Being a college student and having a job can sometimes become time consuming.

“There are times where I have to go to work before classes, between classes and after classes in one day, so I don’t get a break until I’m done with my shift at work,” Castaneda said.

After work, Castaneda still has a 30 minute drive home just like many other students.

Like Castaneda, freshman Emireth Monarrez is adjusting to her school and work schedule and making sure to get everything done.

At one point, Monarrez was balancing four jobs and school. Three of the four jobs were on campus and she was only allowed two.

“On Mondays I come to school at 9 a.m. for chemistry lecture and at 10 a.m., my first year seminar class begins. I work for Myron Perry for about an hour after my morning classes,” Monarrez mentioned. 

“After work I grab some lunch and come back to school for my 1 p.m. computer class. Once my class is over, I either get to go home or go to work for summer research. In the evenings, I drive to Plains for CNA classes which are from 6 p.m. to 9 p.m.,” Monarrez said.

This is just a quick insight of Monarrez’s schedule, but she has so much more throughout her week.

USA TODAY College states that two more steps to becoming a successful college student are knowing how to prioritize and managing stress.
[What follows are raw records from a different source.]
#![allow(clippy::doc_markdown)] // Allow technical terms in docs
#![allow(clippy::missing_errors_doc)] // Allow public functions without # Errors sections
#![allow(clippy::must_use_candidate)] // Allow methods without must_use when context is clear

//! # Tasker Flow
//!
//! Flow control and health aggregation for Tasker processing pipelines.
//!
//! ## Overview
//!
//! Pipeline stages hand units of work to each other through queues. Without
//! backpressure a fast producer grows those queues without bound; with
//! careless backpressure the pipeline deadlocks. This crate provides the
//! in-process primitives the pipeline assembly layer uses to get this right:
//!
//! - **Object counters** track how many objects are in flight in a stage and
//!   block, refuse or force admission depending on the call
//! - **Composite counters** account one object against several stages while a
//!   single gating counter decides admission
//! - **Health monitoring** turns per-stage saturation into one system-wide
//!   "unhealthy for how long" signal
//!
//! ## Module Organization
//!
//! - [`counters`] - `ObjectCounter` trait and its variants
//! - [`health`] - Saturation sources, health monitor, escalation and poller
//! - [`config`] - Configuration management
//! - [`error`] - Structured error handling
//! - [`logging`] - Tracing subscriber setup
//!
//! ## Quick Start
//!
//! ```rust
//! use tasker_flow::counters::{MultiObjectCounter, ObjectCounter};
//! use tasker_flow::FlowControlConfig;
//!
//! # fn main() -> tasker_flow::Result<()> {
//! let config = FlowControlConfig::default();
//!
//! let stage = config.bounded_counter("event_hasher", 10)?;
//! let group = config.bounded_counter("intake_group", 100)?;
//! let gate = MultiObjectCounter::new(vec![stage.clone(), group.clone()])?;
//!
//! if gate.attempt_on_ramp() {
//!     // hand the object to the stage, which off-ramps once done
//!     gate.off_ramp();
//! }
//! gate.wait_until_empty();
//! assert_eq!(group.count(), 0);
//! # Ok(())
//! # }
//! ```

pub mod config;
pub mod counters;
pub mod error;
pub mod health;
pub mod logging;

pub use config::{BackpressureConfig, ConfigManager, FlowControlConfig, HealthMonitorConfig};
pub use counters::{
    BackpressureObjectCounter, MultiObjectCounter, NoOpObjectCounter, ObjectCounter,
    StandardObjectCounter,
};
pub use error::{FlowControlError, Result};
pub use health::{EscalationHandler, HealthMonitor, HealthPoller, HealthReport, SaturationSource};
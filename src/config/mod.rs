//! # Flow Control Configuration
//!
//! Serde-backed settings for object counters and the health monitor, loaded
//! from a TOML/YAML file with environment overrides (see [`ConfigManager`]).
//!
//! ## Example
//!
//! ```toml
//! enabled = true
//!
//! [backpressure]
//! default_capacity = 500
//! poll_interval_ms = 1
//!
//! [health_monitor]
//! poll_period_ms = 100
//! escalation_threshold_seconds = 300
//! report_period_seconds = 10
//! ```

pub mod error;
pub mod loader;

use serde::{Deserialize, Serialize};
use std::sync::Arc;
use std::time::Duration;

use crate::counters::{BackpressureObjectCounter, NoOpObjectCounter, ObjectCounter};
use crate::error::Result;

pub use error::{ConfigResult, ConfigurationError};
pub use loader::ConfigManager;

/// Effectively "never": ten thousand days
const NEVER_ESCALATE_SECONDS: u64 = 10_000 * 24 * 60 * 60;

/// Root flow-control configuration
#[derive(Debug, Clone, PartialEq, Deserialize, Serialize)]
#[serde(default)]
pub struct FlowControlConfig {
    /// When false, every counter handed out is the shared no-op counter
    pub enabled: bool,

    /// Bounded counter settings
    pub backpressure: BackpressureConfig,

    /// Health monitor settings
    pub health_monitor: HealthMonitorConfig,
}

impl Default for FlowControlConfig {
    fn default() -> Self {
        Self {
            enabled: true,
            backpressure: BackpressureConfig::default(),
            health_monitor: HealthMonitorConfig::default(),
        }
    }
}

impl FlowControlConfig {
    /// Validate every section
    pub fn validate(&self) -> ConfigResult<()> {
        self.backpressure.validate()?;
        self.health_monitor.validate()?;
        Ok(())
    }

    /// Counter for a stage named `name`.
    ///
    /// Returns the shared no-op counter when flow control is disabled,
    /// otherwise a fresh bounded counter with the configured capacity.
    pub fn counter(&self, name: &str) -> Result<Arc<dyn ObjectCounter>> {
        if !self.enabled {
            return Ok(NoOpObjectCounter::shared());
        }
        self.bounded_counter(name, self.backpressure.default_capacity)
    }

    /// Bounded counter with an explicit capacity and the configured poll interval
    pub fn bounded_counter(&self, name: &str, capacity: i64) -> Result<Arc<dyn ObjectCounter>> {
        Ok(Arc::new(BackpressureObjectCounter::new(
            name,
            capacity,
            self.backpressure.poll_interval(),
        )?))
    }
}

/// Bounded counter configuration
#[derive(Debug, Clone, PartialEq, Deserialize, Serialize)]
#[serde(default)]
pub struct BackpressureConfig {
    /// Capacity given to counters that do not specify their own
    pub default_capacity: i64,
    /// How often blocked callers re-check their condition
    pub poll_interval_ms: u64,
}

impl Default for BackpressureConfig {
    fn default() -> Self {
        Self {
            default_capacity: 1000,
            poll_interval_ms: 1,
        }
    }
}

impl BackpressureConfig {
    pub fn poll_interval(&self) -> Duration {
        Duration::from_millis(self.poll_interval_ms)
    }

    pub fn validate(&self) -> ConfigResult<()> {
        if self.default_capacity <= 0 {
            return Err(ConfigurationError::InvalidValue {
                field: "backpressure.default_capacity".to_string(),
                value: self.default_capacity.to_string(),
                context: "capacity must be positive".to_string(),
            });
        }
        if self.poll_interval_ms == 0 {
            return Err(ConfigurationError::InvalidValue {
                field: "backpressure.poll_interval_ms".to_string(),
                value: "0".to_string(),
                context: "poll interval must be at least 1ms".to_string(),
            });
        }
        Ok(())
    }
}

/// Health monitor configuration
#[derive(Debug, Clone, PartialEq, Deserialize, Serialize)]
#[serde(default)]
pub struct HealthMonitorConfig {
    /// Period between health checks
    pub poll_period_ms: u64,
    /// Unhealthy duration that triggers escalation
    pub escalation_threshold_seconds: u64,
    /// Minimum time between two unhealthy-state log reports
    pub report_period_seconds: u64,
}

impl Default for HealthMonitorConfig {
    fn default() -> Self {
        Self {
            poll_period_ms: 100,
            escalation_threshold_seconds: NEVER_ESCALATE_SECONDS,
            report_period_seconds: 10,
        }
    }
}

impl HealthMonitorConfig {
    pub fn poll_period(&self) -> Duration {
        Duration::from_millis(self.poll_period_ms)
    }

    pub fn escalation_threshold(&self) -> Duration {
        Duration::from_secs(self.escalation_threshold_seconds)
    }

    pub fn report_period(&self) -> Duration {
        Duration::from_secs(self.report_period_seconds)
    }

    pub fn validate(&self) -> ConfigResult<()> {
        if self.poll_period_ms == 0 {
            return Err(ConfigurationError::InvalidValue {
                field: "health_monitor.poll_period_ms".to_string(),
                value: "0".to_string(),
                context: "poll period must be at least 1ms".to_string(),
            });
        }
        Ok(())
    }
}
//! Configuration Loader
//!
//! Layers a configuration file under environment-variable overrides using
//! the `config` crate, then validates the result.
//!
//! Environment overrides use the `TASKER_FLOW_` prefix and `__` between
//! nested keys, e.g. `TASKER_FLOW_BACKPRESSURE__DEFAULT_CAPACITY=250`.

use config::{Config, Environment, File};
use std::path::{Path, PathBuf};
use std::sync::Arc;
use tracing::{debug, info};

use super::error::{ConfigResult, ConfigurationError};
use super::FlowControlConfig;

/// Prefix for environment overrides
pub const ENV_PREFIX: &str = "TASKER_FLOW";

/// Loaded, validated flow-control configuration
#[derive(Debug, Clone)]
pub struct ConfigManager {
    config: FlowControlConfig,
    source: Option<PathBuf>,
}

impl ConfigManager {
    /// Load from `path` (format chosen by extension) with environment overrides
    pub fn load_from_file(path: impl AsRef<Path>) -> ConfigResult<Arc<ConfigManager>> {
        let path = path.as_ref();
        debug!(path = %path.display(), "Loading flow control configuration");

        let builder = Config::builder()
            .add_source(File::from(path))
            .add_source(Self::environment());
        let config = Self::build(builder, &path.display().to_string())?;

        Ok(Arc::new(ConfigManager {
            config,
            source: Some(path.to_path_buf()),
        }))
    }

    /// Load from defaults and environment overrides only
    pub fn load_from_env() -> ConfigResult<Arc<ConfigManager>> {
        let builder = Config::builder().add_source(Self::environment());
        let config = Self::build(builder, "environment")?;

        Ok(Arc::new(ConfigManager {
            config,
            source: None,
        }))
    }

    /// Wrap an already constructed configuration after validating it
    pub fn from_config(config: FlowControlConfig) -> ConfigResult<Arc<ConfigManager>> {
        config.validate()?;
        Ok(Arc::new(ConfigManager {
            config,
            source: None,
        }))
    }

    pub fn config(&self) -> &FlowControlConfig {
        &self.config
    }

    /// File the configuration was loaded from, if any
    pub fn source(&self) -> Option<&Path> {
        self.source.as_deref()
    }

    fn environment() -> Environment {
        Environment::with_prefix(ENV_PREFIX)
            .prefix_separator("_")
            .separator("__")
            .try_parsing(true)
    }

    fn build(
        builder: config::ConfigBuilder<config::builder::DefaultState>,
        source_name: &str,
    ) -> ConfigResult<FlowControlConfig> {
        let raw = builder.build().map_err(|e| ConfigurationError::LoadError {
            source_name: source_name.to_string(),
            error: e.to_string(),
        })?;

        let config: FlowControlConfig =
            raw.try_deserialize()
                .map_err(|e| ConfigurationError::DeserializeError {
                    error: e.to_string(),
                })?;

        config.validate()?;

        info!(
            source = source_name,
            enabled = config.enabled,
            default_capacity = config.backpressure.default_capacity,
            poll_interval_ms = config.backpressure.poll_interval_ms,
            health_poll_period_ms = config.health_monitor.poll_period_ms,
            "Flow control configuration loaded"
        );

        Ok(config)
    }
}

#[cfg(test)]
mod tests {
    use super::*;

    #[test]
    fn test_from_config_validates() {
        let mut config = FlowControlConfig::default();
        assert!(ConfigManager::from_config(config.clone()).is_ok());

        config.backpressure.poll_interval_ms = 0;
        assert!(ConfigManager::from_config(config).is_err());
    }

    #[test]
    fn test_missing_file_is_load_error() {
        let result = ConfigManager::load_from_file("/nonexistent/flow-control.toml");
        assert!(matches!(result, Err(ConfigurationError::LoadError { .. })));
    }
}
//! # Structured Logging Module
//!
//! Environment-aware console logging using the tracing ecosystem. Counters
//! and the health monitor emit structured `tracing` events; this module
//! installs a subscriber for binaries and tests that want to see them.
//!
//! - `RUST_LOG` takes precedence when set
//! - otherwise the level follows the environment name (`TASKER_ENV`,
//!   `APP_ENV`, default `development`)
//! - `LOG_FORMAT=json` switches to JSON output

use std::sync::OnceLock;
use tracing_subscriber::{fmt, layer::SubscriberExt, util::SubscriberInitExt, EnvFilter, Layer};

static LOGGER_INITIALIZED: OnceLock<()> = OnceLock::new();

/// Initialize console logging once per process
pub fn init_structured_logging() {
    LOGGER_INITIALIZED.get_or_init(|| {
        let environment = get_environment();
        let filter = EnvFilter::try_from_default_env()
            .unwrap_or_else(|_| EnvFilter::new(get_log_level(&environment)));

        let layer = if json_output() {
            fmt::layer()
                .with_target(true)
                .with_thread_ids(true)
                .json()
                .with_filter(filter)
                .boxed()
        } else {
            fmt::layer()
                .with_target(true)
                .with_thread_ids(true)
                .with_ansi(std::io::IsTerminal::is_terminal(&std::io::stdout()))
                .with_filter(filter)
                .boxed()
        };

        // Another component may already own the global subscriber
        if tracing_subscriber::registry().with(layer).try_init().is_err() {
            tracing::debug!("Global tracing subscriber already initialized - keeping existing subscriber");
            return;
        }

        tracing::info!(environment = %environment, "🔧 Structured logging initialized");
    });
}

/// Get current environment from environment variables
fn get_environment() -> String {
    std::env::var("TASKER_ENV")
        .or_else(|_| std::env::var("APP_ENV"))
        .unwrap_or_else(|_| "development".to_string())
}

/// Get log level based on environment
fn get_log_level(environment: &str) -> String {
    match environment {
        "production" => "info".to_string(),
        _ => "debug".to_string(),
    }
}

fn json_output() -> bool {
    std::env::var("LOG_FORMAT").is_ok_and(|format| format.eq_ignore_ascii_case("json"))
}
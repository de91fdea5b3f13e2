//! Error types for the flow-control core.
//!
//! Counter and monitor operations never fail at runtime. Every variant here
//! describes a construction-time programming error or a configuration
//! problem, and is surfaced eagerly by the constructor that detects it.

use thiserror::Error;

use crate::config::ConfigurationError;

#[derive(Debug, Clone, PartialEq, Error)]
pub enum FlowControlError {
    #[error("Invalid capacity {capacity} for counter '{name}': capacity must be positive")]
    InvalidCapacity { name: String, capacity: i64 },
    #[error("Invalid poll interval for '{name}': poll interval must be non-zero")]
    InvalidPollInterval { name: String },
    #[error("Multi-object counter requires at least one child counter")]
    EmptyCounterList,
    #[error("Invalid health monitor configuration: {0}")]
    InvalidHealthMonitorConfig(String),
    #[error("Configuration error: {0}")]
    ConfigurationError(String),
}

impl From<ConfigurationError> for FlowControlError {
    fn from(error: ConfigurationError) -> Self {
        FlowControlError::ConfigurationError(error.to_string())
    }
}

pub type Result<T> = std::result::Result<T, FlowControlError>;
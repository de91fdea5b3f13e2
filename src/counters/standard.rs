//! Unbounded object counter.

use crossbeam::utils::CachePadded;
use std::sync::atomic::{AtomicI64, Ordering};
use std::time::Duration;
use tracing::{debug, trace};

use super::{park_until, validate_poll_interval, ObjectCounter};
use crate::error::Result;

/// Counts in-flight objects without ever refusing admission.
///
/// `on_ramp`, `attempt_on_ramp` and `force_on_ramp` are equivalent here.
/// Only [`wait_until_empty`](ObjectCounter::wait_until_empty) blocks.
#[derive(Debug)]
pub struct StandardObjectCounter {
    count: CachePadded<AtomicI64>,
    poll_interval: Duration,
}

impl StandardObjectCounter {
    /// Create a counter that re-checks for quiescence every `poll_interval`.
    pub fn new(poll_interval: Duration) -> Result<Self> {
        validate_poll_interval("standard", poll_interval)?;

        debug!(
            poll_interval_ms = poll_interval.as_millis() as u64,
            "Standard object counter initialized"
        );

        Ok(Self {
            count: CachePadded::new(AtomicI64::new(0)),
            poll_interval,
        })
    }

    /// Interval between quiescence checks
    pub fn poll_interval(&self) -> Duration {
        self.poll_interval
    }
}

impl ObjectCounter for StandardObjectCounter {
    fn on_ramp(&self) {
        self.count.fetch_add(1, Ordering::AcqRel);
    }

    fn attempt_on_ramp(&self) -> bool {
        self.count.fetch_add(1, Ordering::AcqRel);
        true
    }

    fn force_on_ramp(&self) {
        self.count.fetch_add(1, Ordering::AcqRel);
    }

    fn off_ramp(&self) {
        self.count.fetch_sub(1, Ordering::AcqRel);
    }

    fn count(&self) -> i64 {
        self.count.load(Ordering::Acquire)
    }

    fn wait_until_empty(&self) {
        park_until(self.poll_interval, || self.count() == 0);
        trace!("Standard object counter drained");
    }
}
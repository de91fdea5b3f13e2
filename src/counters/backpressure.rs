//! # Backpressure Object Counter
//!
//! Bounded in-flight counter. Once `capacity` objects are on-ramped, further
//! `on_ramp` calls park the producer until consumers off-ramp enough objects
//! to free a slot. `force_on_ramp` ignores the bound, so the count may
//! temporarily exceed capacity (e.g. for work that must never be dropped or
//! delayed, or for non-gating children of a [`MultiObjectCounter`]).
//!
//! Blocked producers race for freed slots. At least one of them wins each
//! freed slot, but there is no FIFO ordering between them.
//!
//! [`MultiObjectCounter`]: super::MultiObjectCounter

use crossbeam::utils::CachePadded;
use std::sync::atomic::{AtomicI64, AtomicU64, Ordering};
use std::time::Duration;
use tracing::{debug, trace};

use super::{park_until, validate_poll_interval, ObjectCounter};
use crate::error::{FlowControlError, Result};

#[derive(Debug)]
pub struct BackpressureObjectCounter {
    /// Name used in diagnostics
    name: String,
    /// Maximum number of objects admitted by `on_ramp`/`attempt_on_ramp`
    capacity: i64,
    /// Interval between admission/quiescence re-checks
    poll_interval: Duration,
    /// Current number of on-ramped objects
    count: CachePadded<AtomicI64>,
    /// Number of `on_ramp` calls that had to wait for capacity
    blocked_on_ramps: AtomicU64,
}

impl BackpressureObjectCounter {
    /// Create a new bounded counter.
    ///
    /// # Arguments
    /// * `name` - Identifier used in log output
    /// * `capacity` - Positive upper bound for conditional admission
    /// * `poll_interval` - How often a blocked caller re-checks its condition
    pub fn new(name: impl Into<String>, capacity: i64, poll_interval: Duration) -> Result<Self> {
        let name = name.into();

        if capacity <= 0 {
            return Err(FlowControlError::InvalidCapacity { name, capacity });
        }
        validate_poll_interval(&name, poll_interval)?;

        debug!(
            counter = %name,
            capacity = capacity,
            poll_interval_ms = poll_interval.as_millis() as u64,
            "Backpressure object counter initialized"
        );

        Ok(Self {
            name,
            capacity,
            poll_interval,
            count: CachePadded::new(AtomicI64::new(0)),
            blocked_on_ramps: AtomicU64::new(0),
        })
    }

    pub fn name(&self) -> &str {
        &self.name
    }

    pub fn capacity(&self) -> i64 {
        self.capacity
    }

    pub fn poll_interval(&self) -> Duration {
        self.poll_interval
    }

    /// Number of `on_ramp` calls so far that found the counter at capacity
    pub fn blocked_on_ramps(&self) -> u64 {
        self.blocked_on_ramps.load(Ordering::Relaxed)
    }
}

impl ObjectCounter for BackpressureObjectCounter {
    fn on_ramp(&self) {
        if self.attempt_on_ramp() {
            return;
        }

        let blocked = self.blocked_on_ramps.fetch_add(1, Ordering::Relaxed) + 1;
        debug!(
            counter = %self.name,
            capacity = self.capacity,
            count = self.count(),
            blocked_on_ramps = blocked,
            "Counter at capacity - on-ramp waiting (backpressure applied)"
        );

        park_until(self.poll_interval, || self.attempt_on_ramp());
    }

    fn attempt_on_ramp(&self) -> bool {
        let capacity = self.capacity;
        self.count
            .fetch_update(Ordering::AcqRel, Ordering::Acquire, |current| {
                (current < capacity).then_some(current + 1)
            })
            .is_ok()
    }

    fn force_on_ramp(&self) {
        self.count.fetch_add(1, Ordering::AcqRel);
    }

    fn off_ramp(&self) {
        self.count.fetch_sub(1, Ordering::AcqRel);
    }

    fn count(&self) -> i64 {
        self.count.load(Ordering::Acquire)
    }

    fn wait_until_empty(&self) {
        park_until(self.poll_interval, || self.count() == 0);
        trace!(counter = %self.name, "Backpressure object counter drained");
    }
}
Carlos Hernandez made sure to put his classes first when enrolling this semester. Hernandez made sure to schedule his classes with time to get school work done.

Hernandez has a busy schedule with classes and work, but having a job on campus makes it easier. On Mondays, Hernandez is in classes from 8 a.m. to 3 p.m. His days off work are Mondays and Tuesdays.

On Wednesdays and Thursdays, Hernandez works the midnight shifts, on Fridays he works from 6 p.m. to 2 a.m. and on Saturday and Sunday, he works from 4 p.m. to 2 a.m.

“My work schedule works really good with my class schedule and my teachers are really helpful so I’m not really stressed at all,” Hernandez said.

On days that Hernandez has class and work he mentioned that he really doesn’t eat full course meals: “I just snack when I can.”

For anyone feeling stressed, USA TODAY College suggests to “consider reaching out to a close family member, friend or college counselor to help you work through these challenges so you can come back to your tasks refreshed and feeling strong.”

Although college schedules are an adjustment, they are in a key to being successful in the future.